Treatment of Acute Antibody-Mediated Rejection: A Single-Center Experience

Abstract

Introduction Acute antibody-mediated rejection (AMR) leads to graft loss. The combination of plasmapheresis (PP), intravenous immunoglobulin (IVIG), and rituximab (RTX) has been reported to be effective therapy. Patients and methods Between October 2005 and September 2009, 8 (4.7%) kidney transplant recipients developed AMR, diagnosed by severe acute rejection and extensive C4d staining in peritubular capillaries. Results All patients were treated with two to six sessions of PP with IVIG added after the last PP. In two patients, RTX was prescribed after PP and IVIG. Baseline immunosuppression was based on steroids, mycophenolate mofetil or azathioprine, and tacrolimus or cyclosporine or everolimus. The presence of subsequent significant decrease in anti-HLA class I antibodies was demonstrated in a highly sensitized patient before and after transplantation with PP treatment. An increase was observed before the diagnosis of AMR. After a mean follow-up of 10 months (range = 1–23), patient and graft survivals were 100% and 50%, respectively.

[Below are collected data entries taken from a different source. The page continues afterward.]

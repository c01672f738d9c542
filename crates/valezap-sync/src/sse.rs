//! Minimal `text/event-stream` framing: blank-line separated frames, `data:`
//! lines joined with `\n`, `:` comment lines (keep-alives) dropped.

/// Incremental frame decoder. Bytes are buffered until a full frame arrives so
/// multi-byte characters split across chunks survive.
#[derive(Debug, Default)]
pub struct SseDecoder {
    buffer: Vec<u8>,
}

impl SseDecoder {
    pub fn new() -> Self {
        Self::default()
    }

    /// Feed a chunk and return the `data` payload of every frame it
    /// completes. Frames without data (keep-alives) produce nothing.
    pub fn push(&mut self, chunk: &[u8]) -> Vec<String> {
        self.buffer
            .extend(chunk.iter().copied().filter(|b| *b != b'\r'));

        let mut payloads = Vec::new();
        while let Some(pos) = find_frame_end(&self.buffer) {
            let frame: Vec<u8> = self.buffer.drain(..pos + 2).collect();
            let frame = String::from_utf8_lossy(&frame[..pos]);
            if let Some(data) = frame_data(&frame) {
                payloads.push(data);
            }
        }
        payloads
    }
}

fn find_frame_end(buffer: &[u8]) -> Option<usize> {
    buffer.windows(2).position(|w| w == b"\n\n")
}

fn frame_data(frame: &str) -> Option<String> {
    let mut lines = Vec::new();
    for line in frame.lines() {
        if line.starts_with(':') {
            continue;
        }
        if let Some(rest) = line.strip_prefix("data:") {
            lines.push(rest.strip_prefix(' ').unwrap_or(rest));
        }
    }
    if lines.is_empty() {
        None
    } else {
        Some(lines.join("\n"))
    }
}

#[cfg(test)]
mod tests {
    use super::*;

    #[test]
    fn splits_frames_and_skips_keep_alives() {
        let mut decoder = SseDecoder::new();
        let out = decoder.push(b": keep-alive\n\ndata: {\"id\":\"m1\"}\n\nevent: message\ndata: x\n\n");
        assert_eq!(out, vec!["{\"id\":\"m1\"}".to_string(), "x".to_string()]);
    }

    #[test]
    fn frames_can_span_chunks() {
        let mut decoder = SseDecoder::new();
        assert!(decoder.push(b"data: {\"text\":\"ol").is_empty());
        let out = decoder.push("á\"}\r\n\r\n".as_bytes());
        assert_eq!(out, vec!["{\"text\":\"olá\"}".to_string()]);
    }

    #[test]
    fn multi_line_data_is_joined() {
        let mut decoder = SseDecoder::new();
        let out = decoder.push(b"data: a\ndata:b\n\n");
        assert_eq!(out, vec!["a\nb".to_string()]);
    }
}
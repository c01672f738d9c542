//! JSON shapes exchanged with the chat backend.
//!
//! The backend stores messages as `{id, session_id, message, is_from_user,
//! created_at}` while newer callers speak `{id, text, origin}`. Both spellings
//! are accepted on the way in.

use chrono::{DateTime, Utc};
use serde::{Deserialize, Deserializer, Serialize};
use serde_json::Value;

use crate::message::{ConversationKey, LifecycleState, Message, Origin};

#[derive(Debug, Clone, Default, PartialEq, Serialize, Deserialize)]
pub struct WireMessage {
    #[serde(default, deserialize_with = "string_or_number")]
    pub id: Option<String>,
    #[serde(default, alias = "sessionId", alias = "sessao")]
    pub session_id: Option<String>,
    #[serde(default, alias = "playerId", alias = "player")]
    pub player_id: Option<String>,
    // Separate fields rather than aliases: payloads may carry several.
    #[serde(default, skip_serializing_if = "Option::is_none")]
    pub text: Option<String>,
    #[serde(default, skip_serializing_if = "Option::is_none")]
    pub message: Option<String>,
    #[serde(default, skip_serializing_if = "Option::is_none")]
    pub mensagem: Option<String>,
    #[serde(default)]
    pub origin: Option<String>,
    #[serde(default, alias = "isFromUser")]
    pub is_from_user: Option<bool>,
    #[serde(default, alias = "createdAt", alias = "timestamp")]
    pub created_at: Option<String>,
}

impl WireMessage {
    pub fn parse(value: Value) -> Result<Self, serde_json::Error> {
        serde_json::from_value(value)
    }

    pub fn parse_str(raw: &str) -> Result<Self, serde_json::Error> {
        serde_json::from_str(raw)
    }

    pub fn origin(&self) -> Origin {
        match self.origin.as_deref().map(str::trim) {
            Some(o) if o.eq_ignore_ascii_case("user") => return Origin::User,
            Some(o)
                if o.eq_ignore_ascii_case("assistant")
                    || o.eq_ignore_ascii_case("bot")
                    || o.eq_ignore_ascii_case("system") =>
            {
                return Origin::Assistant
            }
            _ => {}
        }
        if self.is_from_user.unwrap_or(false) {
            Origin::User
        } else {
            Origin::Assistant
        }
    }

    /// First non-blank of `text`, `message`, `mensagem`, trimmed.
    pub fn body(&self) -> Option<&str> {
        [&self.text, &self.message, &self.mensagem]
            .into_iter()
            .filter_map(|v| v.as_deref())
            .map(str::trim)
            .find(|v| !v.is_empty())
    }

    /// Convert into a domain message. Missing conversation fields are filled
    /// from `fallback`. Returns `None` for blank text.
    pub fn into_message(self, fallback: &ConversationKey) -> Option<Message> {
        let origin = self.origin();
        let text = self.body()?.to_string();
        let conversation = ConversationKey {
            session_id: non_blank(self.session_id).unwrap_or_else(|| fallback.session_id.clone()),
            player_id: non_blank(self.player_id).unwrap_or_else(|| fallback.player_id.clone()),
        };
        Some(Message {
            id: non_blank(self.id),
            conversation,
            text,
            origin,
            timestamp: self.created_at.as_deref().and_then(parse_timestamp),
            state: LifecycleState::Confirmed,
        })
    }
}

fn non_blank(value: Option<String>) -> Option<String> {
    value.filter(|v| !v.trim().is_empty())
}

pub fn parse_timestamp(raw: &str) -> Option<DateTime<Utc>> {
    let raw = raw.trim();
    if let Ok(ts) = DateTime::parse_from_rfc3339(raw) {
        return Some(ts.with_timezone(&Utc));
    }
    // Naive ISO timestamps are treated as UTC.
    chrono::NaiveDateTime::parse_from_str(raw, "%Y-%m-%dT%H:%M:%S%.f")
        .ok()
        .map(|naive| DateTime::<Utc>::from_naive_utc_and_offset(naive, Utc))
}

fn string_or_number<'de, D>(deserializer: D) -> Result<Option<String>, D::Error>
where
    D: Deserializer<'de>,
{
    let value = Option::<Value>::deserialize(deserializer)?;
    Ok(match value {
        Some(Value::String(s)) => Some(s),
        Some(Value::Number(n)) => Some(n.to_string()),
        _ => None,
    })
}

/// Body of `GET /api/messages`. Items stay raw so one bad entry does not sink
/// the whole page.
#[derive(Debug, Clone, Default, Deserialize)]
pub struct HistoryResponse {
    #[serde(default)]
    pub messages: Option<Vec<Value>>,
}

impl HistoryResponse {
    pub fn into_items(self) -> Vec<Value> {
        self.messages.unwrap_or_default()
    }
}

/// Body of the send request. The webhook reads the text from `mensagem`,
/// so it is sent under both names.
#[derive(Debug, Clone, PartialEq, Eq, Serialize)]
pub struct SendRequest {
    pub session: String,
    pub player: String,
    pub text: String,
    #[serde(rename = "mensagem")]
    pub webhook_text: String,
}

impl SendRequest {
    pub fn new(conversation: &ConversationKey, text: impl Into<String>) -> Self {
        let text = text.into();
        Self {
            session: conversation.session_id.clone(),
            player: conversation.player_id.clone(),
            webhook_text: text.clone(),
            text,
        }
    }
}

/// Body of a successful send. `data.record` echoes the stored user message;
/// `reply` (top level or under `data`) carries the assistant answer.
#[derive(Debug, Clone, Default, Deserialize)]
pub struct SendResponse {
    #[serde(default)]
    pub data: Option<SendResponseData>,
    #[serde(default)]
    pub reply: Option<Value>,
}

#[derive(Debug, Clone, Default, Deserialize)]
pub struct SendResponseData {
    #[serde(default)]
    pub record: Option<Value>,
    #[serde(default)]
    pub reply: Option<Value>,
}

impl SendResponse {
    /// Empty bodies are valid and carry nothing.
    pub fn parse(body: &str) -> Result<Self, serde_json::Error> {
        if body.trim().is_empty() {
            return Ok(Self::default());
        }
        serde_json::from_str(body)
    }

    pub fn record(&self) -> Option<&Value> {
        self.data
            .as_ref()
            .and_then(|d| d.record.as_ref())
            .filter(|v| v.is_object())
    }

    pub fn reply(&self) -> Option<&Value> {
        self.reply
            .as_ref()
            .filter(|v| v.is_object())
            .or_else(|| {
                self.data
                    .as_ref()
                    .and_then(|d| d.reply.as_ref())
                    .filter(|v| v.is_object())
            })
    }
}

#[cfg(test)]
mod tests {
    use super::*;
    use serde_json::json;

    fn fallback() -> ConversationKey {
        ConversationKey::new("s1", "p1")
    }

    #[test]
    fn parses_backend_shape() {
        let wire = WireMessage::parse(json!({
            "id": "9b2f",
            "session_id": "s1",
            "message": " ola! ",
            "is_from_user": false,
            "created_at": "2024-05-01T12:30:00.123456+00:00"
        }))
        .unwrap();
        let msg = wire.into_message(&fallback()).unwrap();
        assert_eq!(msg.id.as_deref(), Some("9b2f"));
        assert_eq!(msg.text, "ola!");
        assert_eq!(msg.origin, Origin::Assistant);
        assert_eq!(msg.conversation, fallback());
        assert!(msg.timestamp.is_some());
        assert_eq!(msg.state, LifecycleState::Confirmed);
    }

    #[test]
    fn parses_text_and_origin_shape() {
        let wire = WireMessage::parse(json!({"id": "m1", "text": "oi", "origin": "user"})).unwrap();
        let msg = wire.into_message(&fallback()).unwrap();
        assert_eq!(msg.origin, Origin::User);
        assert_eq!(msg.conversation.player_id, "p1");
    }

    #[test]
    fn numeric_id_is_stringified() {
        let wire = WireMessage::parse(json!({"id": 42, "text": "x"})).unwrap();
        assert_eq!(wire.id.as_deref(), Some("42"));
    }

    #[test]
    fn blank_text_is_not_a_message() {
        let wire = WireMessage::parse(json!({"id": "m1", "message": "   "})).unwrap();
        assert!(wire.into_message(&fallback()).is_none());
        let wire = WireMessage::parse(json!({"id": "m1"})).unwrap();
        assert!(wire.into_message(&fallback()).is_none());
    }

    #[test]
    fn payload_with_text_and_message_keys_is_accepted() {
        let wire = WireMessage::parse(json!({
            "id": "m3",
            "text": "  ",
            "message": "oi",
            "mensagem": "ignored"
        }))
        .unwrap();
        assert_eq!(wire.body(), Some("oi"));
        assert_eq!(wire.into_message(&fallback()).unwrap().text, "oi");
    }

    #[test]
    fn naive_timestamp_is_utc() {
        let ts = parse_timestamp("2024-05-01T12:30:00").unwrap();
        assert_eq!(ts.to_rfc3339(), "2024-05-01T12:30:00+00:00");
        assert!(parse_timestamp("yesterday").is_none());
    }

    #[test]
    fn send_response_fields_are_independent() {
        let resp = SendResponse::parse(
            r#"{"data":{"record":{"id":"m1","text":"oi","origin":"user"}},"reply":{"id":"m2","text":"ola!","origin":"assistant"}}"#,
        )
        .unwrap();
        assert!(resp.record().is_some());
        assert!(resp.reply().is_some());

        let resp = SendResponse::parse(r#"{"success":true,"data":{"reply":{"id":"m2","message":"ola!"}}}"#).unwrap();
        assert!(resp.record().is_none());
        assert!(resp.reply().is_some());

        let resp = SendResponse::parse("").unwrap();
        assert!(resp.record().is_none() && resp.reply().is_none());
    }

    #[test]
    fn history_without_messages_is_empty() {
        let resp: HistoryResponse = serde_json::from_str("{}").unwrap();
        assert!(resp.into_items().is_empty());
        let resp: HistoryResponse = serde_json::from_str(r#"{"messages":null}"#).unwrap();
        assert!(resp.into_items().is_empty());
    }

    #[test]
    fn send_request_uses_conversation_fields() {
        let req = SendRequest::new(&fallback(), "oi");
        let body = serde_json::to_value(&req).unwrap();
        assert_eq!(
            body,
            json!({"session": "s1", "player": "p1", "text": "oi", "mensagem": "oi"})
        );
    }
}
//! # Polynomial calculator engine
//!
//! The engine behind a calculator UI: it parses loosely formatted
//! single-variable polynomial strings, performs exact arithmetic on the
//! sparse representation, and renders results back in normalized form.
//! A limit resolver built on the same pieces handles 0/0 indeterminate
//! forms through synthetic division and a square-root rationalization.
//!
//! Accepted polynomial notation (coefficient-variable adjacency, any term
//! order, duplicate degrees accumulate):
//! * `3x^2 - 5x + 6`
//! * `x^2 + 2x^2 - 1` (collapses to `3x^2 - 1`)
//! * `2.5x - 0.5`, `-x`, `+3x`, `3*x^2` (`*` marks are dropped)
//!
//! Operations:
//! * [`poly::Poly::parse`] / the `Display` impl - string to polynomial and
//!   back, with sign normalization and 4-decimal rounding
//! * [`ops::add`], [`ops::sub`], [`ops::mul`] - elementwise and
//!   distributed arithmetic
//! * [`ops::div`] - long division producing quotient and remainder
//! * [`ops::synthetic_div`] - O(n) division by a linear binomial
//! * [`parse::eval_at`] - numeric evaluation of one-variable arithmetic
//!   expressions (`+ - * / ^`, brackets, `sin`/`cos`/`sqrt`/... function
//!   set, implicit multiplication)
//! * [`limit::evaluate_limit`] - limit of an expression at a point, with
//!   0/0 resolution and signed-infinity classification
//!
//! Every entry point returns a typed [`errors::CalcError`] instead of
//! panicking; rendering errors for users is the caller's job.

#[macro_use]
extern crate pest_derive;

pub mod errors;
pub mod limit;
pub mod ops;
pub mod parse;
pub mod poly;
pub mod stack;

Three patients lost their transplants to AMR refractory to treatment and one patient, due to interstitial fibrosis and tubular atrophy at 23 months after AMR. Finally, four patients recovered renal function, showing a mean serum creatinine of 2.2 ± 0.45 mg/dL. Conclusions Early diagnosis and treatment with PP, IVIG, and RTX may resolve AMR. PP before and after transplantation in high-risk patients may result in anti-HLA class I and class II antibody removal from plasma and prevention of AMR.